● Description of the task
What is needed is an exact copy of the line with "[scan.left]" and all lines that follow it in the entries below, the last line included.
[Start of Attachment]
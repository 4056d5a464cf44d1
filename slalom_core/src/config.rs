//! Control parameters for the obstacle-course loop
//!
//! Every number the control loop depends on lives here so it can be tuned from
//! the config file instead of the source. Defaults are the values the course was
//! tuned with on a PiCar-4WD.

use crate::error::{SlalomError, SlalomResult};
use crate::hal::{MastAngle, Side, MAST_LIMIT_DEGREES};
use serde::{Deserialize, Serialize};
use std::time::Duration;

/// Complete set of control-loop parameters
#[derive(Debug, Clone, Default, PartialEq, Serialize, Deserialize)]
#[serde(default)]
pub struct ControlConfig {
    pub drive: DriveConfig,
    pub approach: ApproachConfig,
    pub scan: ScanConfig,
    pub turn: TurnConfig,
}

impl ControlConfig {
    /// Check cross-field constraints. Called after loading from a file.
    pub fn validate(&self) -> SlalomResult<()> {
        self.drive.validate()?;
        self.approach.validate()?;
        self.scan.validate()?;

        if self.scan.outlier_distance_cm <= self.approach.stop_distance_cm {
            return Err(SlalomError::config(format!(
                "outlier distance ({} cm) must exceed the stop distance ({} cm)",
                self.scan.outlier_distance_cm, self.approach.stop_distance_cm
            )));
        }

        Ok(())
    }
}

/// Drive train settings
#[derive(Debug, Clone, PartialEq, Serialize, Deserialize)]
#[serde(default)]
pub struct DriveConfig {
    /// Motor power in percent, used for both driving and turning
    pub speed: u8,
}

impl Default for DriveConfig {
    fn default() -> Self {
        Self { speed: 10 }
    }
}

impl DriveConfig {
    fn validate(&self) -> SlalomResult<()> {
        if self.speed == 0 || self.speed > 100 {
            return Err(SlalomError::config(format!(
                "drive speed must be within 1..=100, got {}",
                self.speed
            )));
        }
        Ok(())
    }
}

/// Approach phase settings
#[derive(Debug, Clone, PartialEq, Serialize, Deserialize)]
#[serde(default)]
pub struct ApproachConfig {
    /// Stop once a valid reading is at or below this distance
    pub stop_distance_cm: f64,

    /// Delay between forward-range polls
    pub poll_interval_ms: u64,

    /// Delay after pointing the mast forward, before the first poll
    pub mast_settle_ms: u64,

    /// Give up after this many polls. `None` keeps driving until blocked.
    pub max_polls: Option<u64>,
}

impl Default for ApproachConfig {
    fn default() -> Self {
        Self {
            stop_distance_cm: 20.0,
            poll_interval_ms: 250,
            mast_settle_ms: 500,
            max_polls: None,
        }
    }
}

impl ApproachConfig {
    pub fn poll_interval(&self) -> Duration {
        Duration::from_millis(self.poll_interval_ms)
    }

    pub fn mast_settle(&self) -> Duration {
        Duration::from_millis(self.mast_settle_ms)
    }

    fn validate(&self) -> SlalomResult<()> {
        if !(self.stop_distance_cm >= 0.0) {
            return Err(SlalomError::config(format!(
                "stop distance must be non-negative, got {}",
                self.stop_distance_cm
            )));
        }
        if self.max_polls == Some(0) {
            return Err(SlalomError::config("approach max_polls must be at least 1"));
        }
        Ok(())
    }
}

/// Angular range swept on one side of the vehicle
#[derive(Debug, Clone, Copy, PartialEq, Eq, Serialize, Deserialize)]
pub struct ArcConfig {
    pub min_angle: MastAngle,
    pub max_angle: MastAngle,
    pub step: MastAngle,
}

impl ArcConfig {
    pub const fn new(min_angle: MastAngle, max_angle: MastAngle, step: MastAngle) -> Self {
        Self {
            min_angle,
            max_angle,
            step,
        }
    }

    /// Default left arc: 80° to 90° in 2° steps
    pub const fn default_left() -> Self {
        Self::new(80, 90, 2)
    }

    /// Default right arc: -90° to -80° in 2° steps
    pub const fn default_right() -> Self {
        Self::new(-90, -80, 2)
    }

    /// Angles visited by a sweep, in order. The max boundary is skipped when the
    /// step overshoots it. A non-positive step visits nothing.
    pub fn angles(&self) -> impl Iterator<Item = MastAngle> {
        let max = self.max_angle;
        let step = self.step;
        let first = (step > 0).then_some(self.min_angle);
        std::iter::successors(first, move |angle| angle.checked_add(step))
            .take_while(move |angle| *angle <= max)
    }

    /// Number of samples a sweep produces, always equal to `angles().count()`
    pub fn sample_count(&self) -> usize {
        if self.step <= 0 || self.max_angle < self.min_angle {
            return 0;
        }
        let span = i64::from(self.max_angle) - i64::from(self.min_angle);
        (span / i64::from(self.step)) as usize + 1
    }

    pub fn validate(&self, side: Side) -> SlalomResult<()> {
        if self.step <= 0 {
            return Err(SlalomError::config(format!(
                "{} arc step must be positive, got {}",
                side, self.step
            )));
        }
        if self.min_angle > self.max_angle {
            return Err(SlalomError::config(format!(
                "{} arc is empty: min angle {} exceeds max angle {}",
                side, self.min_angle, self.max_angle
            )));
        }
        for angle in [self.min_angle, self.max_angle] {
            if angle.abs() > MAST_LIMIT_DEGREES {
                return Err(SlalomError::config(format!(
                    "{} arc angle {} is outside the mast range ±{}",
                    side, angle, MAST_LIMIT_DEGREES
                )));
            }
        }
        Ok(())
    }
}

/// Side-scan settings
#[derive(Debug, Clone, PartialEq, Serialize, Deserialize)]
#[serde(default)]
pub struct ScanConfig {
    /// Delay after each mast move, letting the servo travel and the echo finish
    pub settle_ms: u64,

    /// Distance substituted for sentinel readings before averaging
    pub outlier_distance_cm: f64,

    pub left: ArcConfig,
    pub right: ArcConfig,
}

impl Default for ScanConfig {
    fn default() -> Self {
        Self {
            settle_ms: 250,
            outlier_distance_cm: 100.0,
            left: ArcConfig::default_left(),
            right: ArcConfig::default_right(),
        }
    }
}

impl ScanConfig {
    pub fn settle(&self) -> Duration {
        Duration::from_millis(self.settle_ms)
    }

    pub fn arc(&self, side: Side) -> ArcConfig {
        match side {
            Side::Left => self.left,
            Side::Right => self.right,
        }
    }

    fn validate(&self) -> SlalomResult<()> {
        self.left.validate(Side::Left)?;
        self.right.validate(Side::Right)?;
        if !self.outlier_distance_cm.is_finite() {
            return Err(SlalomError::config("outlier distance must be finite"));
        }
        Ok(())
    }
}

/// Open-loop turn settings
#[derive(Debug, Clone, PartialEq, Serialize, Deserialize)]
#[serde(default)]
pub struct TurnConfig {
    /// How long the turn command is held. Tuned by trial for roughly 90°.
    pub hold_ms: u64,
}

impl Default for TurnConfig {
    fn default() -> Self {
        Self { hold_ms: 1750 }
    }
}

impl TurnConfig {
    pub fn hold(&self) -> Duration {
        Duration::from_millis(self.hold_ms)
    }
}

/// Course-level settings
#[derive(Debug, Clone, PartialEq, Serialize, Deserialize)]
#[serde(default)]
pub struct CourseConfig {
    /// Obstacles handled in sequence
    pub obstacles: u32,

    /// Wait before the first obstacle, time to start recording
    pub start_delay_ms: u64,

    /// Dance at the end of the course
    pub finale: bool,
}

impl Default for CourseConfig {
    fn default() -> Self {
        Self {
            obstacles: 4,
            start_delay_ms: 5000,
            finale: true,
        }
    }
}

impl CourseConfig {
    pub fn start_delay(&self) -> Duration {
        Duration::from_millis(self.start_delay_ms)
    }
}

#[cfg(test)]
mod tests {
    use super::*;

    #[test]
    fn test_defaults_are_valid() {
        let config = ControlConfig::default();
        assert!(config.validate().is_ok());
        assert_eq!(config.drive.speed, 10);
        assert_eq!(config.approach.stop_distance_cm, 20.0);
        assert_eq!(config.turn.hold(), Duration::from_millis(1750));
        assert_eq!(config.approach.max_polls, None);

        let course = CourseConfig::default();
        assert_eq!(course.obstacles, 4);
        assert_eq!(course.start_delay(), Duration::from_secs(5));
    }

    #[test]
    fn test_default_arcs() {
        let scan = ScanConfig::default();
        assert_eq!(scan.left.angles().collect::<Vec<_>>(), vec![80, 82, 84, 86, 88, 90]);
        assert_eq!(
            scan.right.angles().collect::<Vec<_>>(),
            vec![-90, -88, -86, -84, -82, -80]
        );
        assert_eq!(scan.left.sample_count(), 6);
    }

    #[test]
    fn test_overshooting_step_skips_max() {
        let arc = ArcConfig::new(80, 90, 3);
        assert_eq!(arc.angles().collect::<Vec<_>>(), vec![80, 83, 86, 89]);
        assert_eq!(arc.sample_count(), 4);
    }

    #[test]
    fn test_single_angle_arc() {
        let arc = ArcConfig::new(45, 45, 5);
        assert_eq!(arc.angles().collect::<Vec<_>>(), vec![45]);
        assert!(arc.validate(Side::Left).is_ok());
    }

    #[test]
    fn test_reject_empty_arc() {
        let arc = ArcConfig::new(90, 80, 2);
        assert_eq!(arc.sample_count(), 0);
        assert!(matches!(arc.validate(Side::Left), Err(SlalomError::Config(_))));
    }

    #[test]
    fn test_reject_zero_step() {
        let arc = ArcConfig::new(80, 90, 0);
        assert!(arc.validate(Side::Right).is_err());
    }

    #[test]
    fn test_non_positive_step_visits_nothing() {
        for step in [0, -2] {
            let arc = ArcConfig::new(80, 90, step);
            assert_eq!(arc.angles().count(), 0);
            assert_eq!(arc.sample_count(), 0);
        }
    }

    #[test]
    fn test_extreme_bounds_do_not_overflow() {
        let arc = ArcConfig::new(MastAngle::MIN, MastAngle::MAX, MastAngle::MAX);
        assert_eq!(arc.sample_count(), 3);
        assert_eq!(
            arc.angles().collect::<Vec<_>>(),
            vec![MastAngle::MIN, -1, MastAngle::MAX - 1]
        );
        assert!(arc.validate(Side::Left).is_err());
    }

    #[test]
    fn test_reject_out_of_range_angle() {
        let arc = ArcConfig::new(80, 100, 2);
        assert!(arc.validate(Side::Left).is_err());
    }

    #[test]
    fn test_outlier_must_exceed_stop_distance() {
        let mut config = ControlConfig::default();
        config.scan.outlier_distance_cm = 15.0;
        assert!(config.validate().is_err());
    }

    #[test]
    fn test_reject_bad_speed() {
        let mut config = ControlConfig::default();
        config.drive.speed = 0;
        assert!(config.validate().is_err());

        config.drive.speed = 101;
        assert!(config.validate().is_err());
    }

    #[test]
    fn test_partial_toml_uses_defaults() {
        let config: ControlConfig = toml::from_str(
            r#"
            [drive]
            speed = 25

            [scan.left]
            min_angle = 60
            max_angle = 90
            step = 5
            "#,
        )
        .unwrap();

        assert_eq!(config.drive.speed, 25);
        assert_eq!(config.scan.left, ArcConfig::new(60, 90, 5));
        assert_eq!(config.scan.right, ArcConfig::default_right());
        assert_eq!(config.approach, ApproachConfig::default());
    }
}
[End of Attachment]
● Solved exercise
            [scan.left]
            min_angle = 60
            max_angle = 90
            step = 5
            "#,
        )
        .unwrap();

        assert_eq!(config.drive.speed, 25);
        assert_eq!(config.scan.left, ArcConfig::new(60, 90, 5));
        assert_eq!(config.scan.right, ArcConfig::default_right());
        assert_eq!(config.approach, ApproachConfig::default());
    }
}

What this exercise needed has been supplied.